Strength is the most important quality in most athletic pursuits, as it underpins the foundation upon which other qualities such as power and endurance are built upon.

Strength assessments play a pivotal role in the programming progress in terms of identifying potential imbalances, tracking progress and establishing training loads. Whilst a certain amount of strength testing will occur within session in the measurement of repetitions to failure with specific loads, it is useful to periodically measure repetition maximums separately, and this is best done following a slight de-load, when the athlete is relatively fresh.
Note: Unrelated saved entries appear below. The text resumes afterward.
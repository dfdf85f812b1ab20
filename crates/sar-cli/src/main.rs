//! `sar-planner`: run mission planning operations on JSON documents.
//!
//! Each subcommand reads one document (a path, or `-` for stdin) and prints
//! the result as pretty JSON on stdout. Logs go to stderr.

use anyhow::Context;
use chrono::{DateTime, Utc};
use clap::{Args, Parser, Subcommand};
use sar_cli::config::Config;
use sar_cli::documents::{
    bounds_around, read_document, read_grid, write_output, AdjustRequest, CoverageRequest,
    EligibilityRequest, MaintenanceRequest, PathRequest, RtbRequest, ScheduleRequest,
    ViewshedRequest,
};
use sar_cli::elevation::fetch_terrain_grid;
use sar_core::{
    check_no_fly_zone_conflicts, optimize_waypoint_sequence, truncate_for_battery,
    validate_pre_flight_check, BatteryReport, Bounds, CoverageAnalyzer, FleetMaintenancePredictor,
    FlightSafetyController, ForecastSlot, MissionStats, NoFlyConflict, NoFlyZone,
    PreFlightChecklist, SearchArea, SearchPatternGenerator, TerrainAnalyzer, TerrainGrid,
    Waypoint, WeatherConditions, WeatherRiskEngine,
};
use serde::Serialize;
use std::path::{Path, PathBuf};
use tracing_subscriber::{layer::SubscriberExt, util::SubscriberInitExt};

/// Search-and-rescue mission planner
#[derive(Parser, Debug)]
#[command(author, version, about)]
struct Cli {
    /// Engine rules file (JSON); overrides SAR_CONFIG
    #[arg(long, global = true)]
    config: Option<PathBuf>,

    /// Elevation provider base URL; overrides SAR_ELEVATION_URL
    #[arg(long, global = true)]
    elevation_url: Option<String>,

    /// Emit logs as JSON lines
    #[arg(long, global = true)]
    log_json: bool,

    #[command(subcommand)]
    command: Command,
}

#[derive(Subcommand, Debug)]
enum Command {
    /// Coverage heatmap, gaps and team overlaps from breadcrumbs
    Coverage {
        input: PathBuf,
    },
    /// Generate search waypoints for an area
    Pattern(PatternArgs),
    /// Terrain analysis over a grid file or fetched elevations
    Terrain {
        #[command(subcommand)]
        command: TerrainCommand,
        /// Pre-sampled terrain grid (JSON); fetched from the provider when absent
        #[arg(long, global = true)]
        grid: Option<PathBuf>,
    },
    /// Weather safety evaluation
    Weather {
        #[command(subcommand)]
        command: WeatherCommand,
    },
    /// Return-to-base decision, landing zone and return path
    Rtb {
        input: PathBuf,
    },
    /// Fleet maintenance and battery health
    Fleet {
        #[command(subcommand)]
        command: FleetCommand,
        /// Reference time for date arithmetic (RFC 3339); defaults to now
        #[arg(long, global = true)]
        as_of: Option<DateTime<Utc>>,
    },
}

#[derive(Args, Debug)]
struct PatternArgs {
    /// Search area document
    input: PathBuf,

    /// Reorder waypoints by nearest neighbour
    #[arg(long)]
    optimize: bool,

    /// No-fly zone list to check the plan against
    #[arg(long)]
    no_fly: Option<PathBuf>,

    /// Cruise speed in m/s
    #[arg(long, default_value_t = 10.0)]
    speed: f64,

    /// Available battery in percent
    #[arg(long, default_value_t = 100.0)]
    battery: f64,

    /// Cut the plan to what the battery can fly when it cannot be completed
    #[arg(long)]
    fit_battery: bool,
}

#[derive(Subcommand, Debug)]
enum TerrainCommand {
    /// Steep slopes and cliffs inside a bounding box
    Hazards { input: PathBuf },
    /// Visible and hidden points from an observer
    Viewshed { input: PathBuf },
    /// Flow paths, drainage points and catchments inside a bounding box
    Watershed { input: PathBuf },
    /// Ground path difficulty between two points
    Path { input: PathBuf },
    /// Ground elevation and slope under each waypoint
    Annotate { input: PathBuf },
}

#[derive(Subcommand, Debug)]
enum WeatherCommand {
    /// Hazards for a weather snapshot
    Safety { input: PathBuf },
    /// Mission parameter adjustments for a snapshot
    Adjust { input: PathBuf },
    /// Best slot in a forecast
    Window { input: PathBuf },
}

#[derive(Subcommand, Debug)]
enum FleetCommand {
    /// Battery health score
    Battery { input: PathBuf },
    /// Predicted maintenance findings
    Maintenance { input: PathBuf },
    /// Pre-flight checklist validation
    Preflight { input: PathBuf },
    /// Upcoming maintenance schedule
    Schedule { input: PathBuf },
    /// Whether a drone may take an assignment
    Eligibility { input: PathBuf },
}

#[derive(Debug, Serialize)]
struct PatternReport {
    waypoints: Vec<Waypoint>,
    stats: MissionStats,
    #[serde(skip_serializing_if = "Vec::is_empty")]
    conflicts: Vec<NoFlyConflict>,
    truncated: bool,
}

#[derive(Debug, Serialize)]
struct AdjustReport {
    adjustments: Vec<sar_core::MissionAdjustment>,
    adjusted: sar_core::MissionParameters,
}

fn init_tracing(json: bool) -> anyhow::Result<()> {
    let filter = tracing_subscriber::EnvFilter::try_from_default_env()
        .or_else(|_| tracing_subscriber::EnvFilter::try_new("sar_planner=info,sar_core=info"))?;
    let registry = tracing_subscriber::registry().with(filter);
    if json {
        registry
            .with(tracing_subscriber::fmt::layer().json().with_writer(std::io::stderr))
            .init();
    } else {
        registry
            .with(tracing_subscriber::fmt::layer().with_writer(std::io::stderr))
            .init();
    }
    Ok(())
}

fn main() -> anyhow::Result<()> {
    let cli = Cli::parse();
    init_tracing(cli.log_json)?;

    let mut config = Config::from_env()?;
    if let Some(path) = &cli.config {
        config = config.with_engine_file(path)?;
    }
    if let Some(url) = cli.elevation_url {
        config.elevation_provider_url = url;
    }

    match cli.command {
        Command::Coverage { input } => run_coverage(&config, &input),
        Command::Pattern(args) => run_pattern(&config, &args),
        Command::Terrain { command, grid } => run_terrain(&config, command, grid.as_deref()),
        Command::Weather { command } => run_weather(&config, command),
        Command::Rtb { input } => {
            let request: RtbRequest = read_document(&input)?;
            let controller = FlightSafetyController::new(
                config.engine.rtb.clone(),
                config.engine.landing.clone(),
                config.engine.return_path.clone(),
            );
            let plan = controller.plan_return(&request.drone, &request.zones, &request.weather)?;
            write_output(&plan)
        }
        Command::Fleet { command, as_of } => run_fleet(&config, command, as_of.unwrap_or_else(Utc::now)),
    }
}

fn run_coverage(config: &Config, input: &Path) -> anyhow::Result<()> {
    let request: CoverageRequest = read_document(input)?;
    let analyzer = CoverageAnalyzer::new(config.engine.coverage.clone())?;
    let analysis = analyzer.analyze(&request.breadcrumbs, request.time_range.as_ref());
    write_output(&analysis)
}

fn run_pattern(config: &Config, args: &PatternArgs) -> anyhow::Result<()> {
    let area: SearchArea = read_document(&args.input)?;
    let generator = SearchPatternGenerator::new(config.engine.patterns.clone());
    let mut waypoints = generator.generate(&area)?;
    if args.optimize {
        waypoints = optimize_waypoint_sequence(&waypoints);
    }

    let mut stats = generator.calculate_mission_stats(&waypoints, args.speed, args.battery)?;
    let mut truncated = false;
    if args.fit_battery && !stats.can_complete && stats.estimated_battery_percent > 0.0 {
        let share = args.battery / stats.estimated_battery_percent * 100.0;
        waypoints = truncate_for_battery(&waypoints, share);
        stats = generator.calculate_mission_stats(&waypoints, args.speed, args.battery)?;
        truncated = true;
        tracing::warn!(kept = waypoints.len(), "Plan truncated to fit battery");
    }

    let conflicts = match &args.no_fly {
        Some(path) => {
            let zones: Vec<NoFlyZone> = read_document(path)?;
            check_no_fly_zone_conflicts(&waypoints, &zones)
                .with_context(|| format!("checking no-fly zones from {}", path.display()))?
        }
        None => Vec::new(),
    };

    write_output(&PatternReport {
        waypoints,
        stats,
        conflicts,
        truncated,
    })
}

fn terrain_source(config: &Config, grid: Option<&Path>, area: Option<Bounds>) -> anyhow::Result<TerrainGrid> {
    if let Some(path) = grid {
        return read_grid(path);
    }
    let area = area.context("document has no coordinates to sample terrain around")?;
    let client = reqwest::blocking::Client::new();
    fetch_terrain_grid(&client, config, &area)
}

fn run_terrain(config: &Config, command: TerrainCommand, grid: Option<&Path>) -> anyhow::Result<()> {
    let terrain = &config.engine.terrain;
    let analyzer = |area: Option<Bounds>| -> anyhow::Result<TerrainAnalyzer<TerrainGrid>> {
        let source = terrain_source(config, grid, area)?;
        Ok(TerrainAnalyzer::with_config(source, terrain.clone())?)
    };

    match command {
        TerrainCommand::Hazards { input } => {
            let bounds: Bounds = read_document(&input)?;
            write_output(&analyzer(Some(bounds))?.identify_hazards(&bounds)?)
        }
        TerrainCommand::Watershed { input } => {
            let bounds: Bounds = read_document(&input)?;
            write_output(&analyzer(Some(bounds))?.watershed(&bounds)?)
        }
        TerrainCommand::Viewshed { input } => {
            let request: ViewshedRequest = read_document(&input)?;
            let radius = request.radius_m.unwrap_or(terrain.viewshed_radius_m);
            let height = request.observer_height_m.unwrap_or(terrain.observer_height_m);
            let area = bounds_around(request.observer.coordinate(), radius);
            write_output(&analyzer(Some(area))?.viewshed(request.observer, radius, height)?)
        }
        TerrainCommand::Path { input } => {
            let request: PathRequest = read_document(&input)?;
            let max_slope = request.max_slope_deg.unwrap_or(terrain.path_max_slope_deg);
            let area = Bounds::from_coordinates([&request.start, &request.end]);
            write_output(&analyzer(area)?.find_path(request.start, request.end, max_slope)?)
        }
        TerrainCommand::Annotate { input } => {
            let waypoints: Vec<Waypoint> = read_document(&input)?;
            let area = Bounds::from_coordinates(waypoints.iter().map(|wp| &wp.coordinate));
            write_output(&analyzer(area)?.annotate_waypoints(&waypoints)?)
        }
    }
}

fn run_weather(config: &Config, command: WeatherCommand) -> anyhow::Result<()> {
    let engine = WeatherRiskEngine::new(config.engine.weather.clone());
    match command {
        WeatherCommand::Safety { input } => {
            let weather: WeatherConditions = read_document(&input)?;
            write_output(&engine.is_weather_safe(&weather))
        }
        WeatherCommand::Adjust { input } => {
            let request: AdjustRequest = read_document(&input)?;
            let adjustments = engine.adjust_mission_for_weather(&request.mission, &request.weather);
            let adjusted = request.mission.apply(&adjustments);
            write_output(&AdjustReport { adjustments, adjusted })
        }
        WeatherCommand::Window { input } => {
            let forecast: Vec<ForecastSlot> = read_document(&input)?;
            write_output(&engine.calculate_optimal_flight_time(&forecast))
        }
    }
}

fn run_fleet(config: &Config, command: FleetCommand, as_of: DateTime<Utc>) -> anyhow::Result<()> {
    let predictor = FleetMaintenancePredictor::new(config.engine.fleet.clone());
    match command {
        FleetCommand::Battery { input } => {
            let report: BatteryReport = read_document(&input)?;
            write_output(&predictor.battery_health(&report, as_of)?)
        }
        FleetCommand::Maintenance { input } => {
            let request: MaintenanceRequest = read_document(&input)?;
            write_output(&predictor.predict_maintenance(
                request.flight_hours,
                &request.error_codes,
                &request.metrics,
                request.last_maintenance,
                as_of,
            ))
        }
        FleetCommand::Preflight { input } => {
            let checklist: PreFlightChecklist = read_document(&input)?;
            write_output(&validate_pre_flight_check(&checklist))
        }
        FleetCommand::Schedule { input } => {
            let request: ScheduleRequest = read_document(&input)?;
            write_output(&predictor.generate_maintenance_schedule(request.flight_hours, as_of))
        }
        FleetCommand::Eligibility { input } => {
            let request: EligibilityRequest = read_document(&input)?;
            let preflight = validate_pre_flight_check(&request.checklist);
            let battery = predictor.battery_health(&request.battery, as_of)?;
            let maintenance = &request.maintenance;
            let findings = predictor.predict_maintenance(
                maintenance.flight_hours,
                &maintenance.error_codes,
                &maintenance.metrics,
                maintenance.last_maintenance,
                as_of,
            );
            write_output(&predictor.assess_assignment_eligibility(&preflight, &battery, &findings))
        }
    }
}
//! Terrain analysis over an injected elevation source.
//!
//! Every routine here is an approximation built on point samples: the
//! viewshed tests each sample's elevation angle in isolation (no occlusion by
//! intermediate terrain) and path analysis interpolates a straight line
//! instead of searching a graph.

use crate::error::{ElevationError, EngineError, EngineResult};
use crate::models::{Coordinate, HazardKind, HazardPoint, HazardSeverity, TerrainPoint, Waypoint};
use crate::spatial::{
    distance, interpolate, meters_per_deg_lng, normalize_degrees, offset_by_bearing, polygon_area_m2, Bounds,
    METERS_PER_DEG_LAT,
};
use dashmap::DashMap;
use serde::{Deserialize, Serialize};

/// Finite-difference offset used for slope, roughly 11 m.
pub const DEFAULT_SLOPE_OFFSET_DEG: f64 = 0.0001;
/// Samples with an elevation angle below this are visible.
pub const DEFAULT_VISIBILITY_ANGLE_DEG: f64 = 30.0;
/// Points below this elevation are drainage points.
pub const DEFAULT_DRAINAGE_ELEVATION_M: f64 = 50.0;

#[derive(Debug, Clone, Serialize, Deserialize)]
#[serde(default)]
pub struct TerrainConfig {
    pub slope_offset_deg: f64,
    /// Coordinate rounding applied to memo keys
    pub memo_precision_deg: f64,
    pub viewshed_bearing_step_deg: f64,
    pub viewshed_sample_step_m: f64,
    pub viewshed_radius_m: f64,
    pub observer_height_m: f64,
    pub visibility_angle_deg: f64,
    pub max_viewshed_samples: usize,
    /// Samples per side for watershed and hazard scans
    pub scan_grid_size: usize,
    pub flow_step_deg: f64,
    pub flow_max_steps: usize,
    pub drainage_elevation_m: f64,
    /// Interpolation steps between path endpoints
    pub path_steps: usize,
    pub path_max_slope_deg: f64,
    pub path_hazard_slope_deg: f64,
    pub path_high_hazard_slope_deg: f64,
    pub grade_easy_percent: f64,
    pub grade_moderate_percent: f64,
    pub grade_difficult_percent: f64,
    pub steep_slope_deg: f64,
    pub cliff_slope_deg: f64,
    pub flight_clearance_m: f64,
    pub max_flight_altitude_m: f64,
    pub landing: LandingSiteRules,
}

impl Default for TerrainConfig {
    fn default() -> Self {
        Self {
            slope_offset_deg: DEFAULT_SLOPE_OFFSET_DEG,
            memo_precision_deg: 1e-6,
            viewshed_bearing_step_deg: 10.0,
            viewshed_sample_step_m: 100.0,
            viewshed_radius_m: 5000.0,
            observer_height_m: 2.0,
            visibility_angle_deg: DEFAULT_VISIBILITY_ANGLE_DEG,
            max_viewshed_samples: 100_000,
            scan_grid_size: 20,
            flow_step_deg: 0.0001,
            flow_max_steps: 10,
            drainage_elevation_m: DEFAULT_DRAINAGE_ELEVATION_M,
            path_steps: 20,
            path_max_slope_deg: 15.0,
            path_hazard_slope_deg: 20.0,
            path_high_hazard_slope_deg: 30.0,
            grade_easy_percent: 5.0,
            grade_moderate_percent: 10.0,
            grade_difficult_percent: 15.0,
            steep_slope_deg: 30.0,
            cliff_slope_deg: 45.0,
            flight_clearance_m: 100.0,
            max_flight_altitude_m: 400.0,
            landing: LandingSiteRules::default(),
        }
    }
}

impl TerrainConfig {
    pub fn validate(&self) -> EngineResult<()> {
        let positive = [
            ("slope_offset_deg", self.slope_offset_deg),
            ("memo_precision_deg", self.memo_precision_deg),
            ("viewshed_bearing_step_deg", self.viewshed_bearing_step_deg),
            ("viewshed_sample_step_m", self.viewshed_sample_step_m),
            ("flow_step_deg", self.flow_step_deg),
        ];
        for (name, value) in positive {
            if !(value.is_finite() && value > 0.0) {
                return Err(EngineError::invalid_parameter(name, "must be positive"));
            }
        }
        if self.scan_grid_size == 0 || self.path_steps == 0 {
            return Err(EngineError::invalid_parameter(
                "scan_grid_size",
                "grid and path step counts must be non-zero",
            ));
        }
        Ok(())
    }
}

/// Penalties applied when scoring a landing site.
#[derive(Debug, Clone, Serialize, Deserialize)]
#[serde(default)]
pub struct LandingSiteRules {
    pub steep_slope_deg: f64,
    pub steep_slope_penalty: f64,
    pub moderate_slope_deg: f64,
    pub moderate_slope_penalty: f64,
    pub high_altitude_m: f64,
    pub high_altitude_penalty: f64,
    pub moderate_altitude_m: f64,
    pub moderate_altitude_penalty: f64,
    pub vegetation_penalty: f64,
    pub suitable_score: f64,
}

impl Default for LandingSiteRules {
    fn default() -> Self {
        Self {
            steep_slope_deg: 15.0,
            steep_slope_penalty: 50.0,
            moderate_slope_deg: 10.0,
            moderate_slope_penalty: 20.0,
            high_altitude_m: 3000.0,
            high_altitude_penalty: 30.0,
            moderate_altitude_m: 2000.0,
            moderate_altitude_penalty: 10.0,
            vegetation_penalty: 40.0,
            suitable_score: 50.0,
        }
    }
}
The most common form of strength testing is to use repetition maximums, either a 1-repetition maximum, or the amount of weight lifted over the course of a higher number of repetitions. In order to optimise the accuracy of strength testing, we want to keep RM assessments in the 1-5 rep range.

An obvious prerequisite for maximal strength testing is a foundation of good movement quality and the ability to perform the exercises to be tested with solid form. Only once a trainee has had sufficient practice in the performance of a certain exercise should they attempt testing to failure. The types of movements used will also depend on the type of training the individual has undergone, but in general we want to have measurements of strength in an upper body push (i.e. a barbell bench press), and upper body pull (i.e. a pull up or chin up), a lower limb hip dominant exercise (i.e. a deadlift) and a lower limb knee dominant exercise (i.e. a barbell back squat).

These values can then be used to programme you next block. Let’s say your next block of training requires slightly higher loading of 8 repetition sets. If your 3RM for bench press, for example, is 90kg, we can use a regression equation to work out your 1RM of 97.8, and a further equation to work out your 8RM of 77.2. Let’s say over a 3-week block you wanted to build up from 90% of your 8RM in week 1, 95% in week 2, and 100%+ in week 3 before de-loading to 85% in week 4, your working weights for these weeks would be 88kg, 92.9kg, 97. 8kg, and 83.1kg respectively. You may then want to push in week three to failure and record a new 8RM, which you may use to base the loading for the next block. We have developed an easy-to-use spread sheet to calculate predicted repetition maximums and other important variables, available here: http://www.thescienceofstriking.com/downloads/

Strength measures are obviously important in terms of tracking progress. Obviously if we are in a block focused on maximal strength we would want to see strength levels improve (although this may be after a period of de-loading to allow for fatigue to dissipate). If a training block is focused on the development of other qualities, then strength reassessment is useful to ensure that strength levels do not decrease excessively, or ideally not at all. The same approach should be taken for athletes reducing bodyweight to make a specific weight class. Strength assessments can be used to make sure that as bodyweight reduces, any strength decreases are proportional to the weight loss and that the athlete’s relative strength remains relatively consistent, or, ideally, continues to increase.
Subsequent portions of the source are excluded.